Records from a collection
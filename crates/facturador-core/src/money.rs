//! # Money Module
//!
//! Fixed-point amounts in céntimos for printed document totals.
//!
//! ## Why Integer Money?
//! ```text
//! ┌─────────────────────────────────────────────────────────────────────────┐
//! │  THE FLOATING POINT PROBLEM                                             │
//! │                                                                         │
//! │    0.1 + 0.2 = 0.30000000000000004                                      │
//! │    1.005 × 100 = 100.49999999999999                                     │
//! │                                                                         │
//! │  The live form works in f64 (see `tax::igv`). What gets printed on a    │
//! │  factura goes through Money: integer céntimos, rounded half-to-even.   │
//! └─────────────────────────────────────────────────────────────────────────┘
//! ```
//!
//! ## Usage
//! ```rust
//! use facturador_core::money::Money;
//!
//! let price = Money::from_centimos(1099); // S/ 10.99
//! let total = price * 3_i64 + Money::from_centimos(500);
//! assert_eq!(total.to_string(), "S/ 37.97");
//! ```

use serde::{Deserialize, Serialize};
use std::fmt;
use std::ops::{Add, AddAssign, Mul, Sub, SubAssign};
use ts_rs::TS;

use crate::DEFAULT_CURRENCY_SYMBOL;

/// Binary noise below this many decimal places is discarded before rounding.
const SNAP_FACTOR: f64 = 1e6;

// =============================================================================
// Money Type
// =============================================================================

/// A monetary value in céntimos (1/100 sol).
#[derive(Debug, Clone, Copy, PartialEq, Eq, PartialOrd, Ord, Hash, Default, Serialize, Deserialize, TS)]
#[ts(export)]
pub struct Money(i64);

impl Money {
    #[inline]
    pub const fn from_centimos(centimos: i64) -> Self {
        Money(centimos)
    }

    /// Converts an f64 amount in soles, rounding half-to-even to the céntimo.
    ///
    /// ## Example
    /// ```rust
    /// use facturador_core::money::Money;
    ///
    /// assert_eq!(Money::from_amount(10.994).centimos(), 1099);
    /// assert_eq!(Money::from_amount(1.005).centimos(), 100);  // tie → even
    /// assert_eq!(Money::from_amount(1.015).centimos(), 102);  // tie → even
    /// ```
    pub fn from_amount(amount: f64) -> Self {
        let scaled = (amount * 100.0 * SNAP_FACTOR).round() / SNAP_FACTOR;
        Money(scaled.round_ties_even() as i64)
    }

    #[inline]
    pub const fn centimos(&self) -> i64 {
        self.0
    }

    /// Whole soles (truncated toward zero).
    #[inline]
    pub const fn soles(&self) -> i64 {
        self.0 / 100
    }

    /// Céntimos portion, always 0-99.
    #[inline]
    pub const fn centimos_part(&self) -> i64 {
        (self.0 % 100).abs()
    }

    /// Back to an f64 amount in soles.
    #[inline]
    pub fn to_amount(&self) -> f64 {
        self.0 as f64 / 100.0
    }

    #[inline]
    pub const fn zero() -> Self {
        Money(0)
    }

    #[inline]
    pub const fn is_zero(&self) -> bool {
        self.0 == 0
    }

    /// Formats with an explicit currency symbol: `US$ 12.30`.
    pub fn format_with(&self, symbol: &str) -> String {
        let sign = if self.0 < 0 { "-" } else { "" };
        format!(
            "{}{} {}.{:02}",
            sign,
            symbol,
            self.soles().abs(),
            self.centimos_part()
        )
    }
}

// =============================================================================
// Trait Implementations
// =============================================================================

/// Display uses the sol symbol. Use [`Money::format_with`] for other currencies.
impl fmt::Display for Money {
    fn fmt(&self, f: &mut fmt::Formatter<'_>) -> fmt::Result {
        f.write_str(&self.format_with(DEFAULT_CURRENCY_SYMBOL))
    }
}

impl Add for Money {
    type Output = Self;

    #[inline]
    fn add(self, other: Self) -> Self {
        Money(self.0 + other.0)
    }
}

impl AddAssign for Money {
    #[inline]
    fn add_assign(&mut self, other: Self) {
        self.0 += other.0;
    }
}

impl Sub for Money {
    type Output = Self;

    #[inline]
    fn sub(self, other: Self) -> Self {
        Money(self.0 - other.0)
    }
}

impl SubAssign for Money {
    #[inline]
    fn sub_assign(&mut self, other: Self) {
        self.0 -= other.0;
    }
}

impl Mul<i64> for Money {
    type Output = Self;

    #[inline]
    fn mul(self, qty: i64) -> Self {
        Money(self.0 * qty)
    }
}

#[cfg(test)]
mod tests {
    use super::*;

    #[test]
    fn test_from_centimos() {
        let money = Money::from_centimos(1099);
        assert_eq!(money.centimos(), 1099);
        assert_eq!(money.soles(), 10);
        assert_eq!(money.centimos_part(), 99);
    }

    #[test]
    fn test_display() {
        assert_eq!(Money::from_centimos(118_000).to_string(), "S/ 1180.00");
        assert_eq!(Money::from_centimos(-550).to_string(), "-S/ 5.50");
        assert_eq!(Money::zero().to_string(), "S/ 0.00");
        assert_eq!(Money::from_centimos(1230).format_with("US$"), "US$ 12.30");
    }

    #[test]
    fn test_from_amount_rounds_half_to_even() {
        assert_eq!(Money::from_amount(180.0).centimos(), 18_000);
        assert_eq!(Money::from_amount(0.125).centimos(), 12);
        assert_eq!(Money::from_amount(0.135).centimos(), 14);
        assert_eq!(Money::from_amount(2.675).centimos(), 268);
        assert_eq!(Money::from_amount(-1.005).centimos(), -100);
    }

    #[test]
    fn test_to_amount() {
        assert_eq!(Money::from_centimos(1180).to_amount(), 11.8);
    }

    #[test]
    fn test_arithmetic() {
        let a = Money::from_centimos(1000);
        let b = Money::from_centimos(500);

        assert_eq!((a + b).centimos(), 1500);
        assert_eq!((a - b).centimos(), 500);
        assert_eq!((a * 3_i64).centimos(), 3000);

        let mut c = a;
        c += b;
        c -= Money::from_centimos(100);
        assert_eq!(c.centimos(), 1400);
    }
}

What you need to do
Count, in the records above, the lines that include "other", and give the number with nothing added.

Response for this exercise
9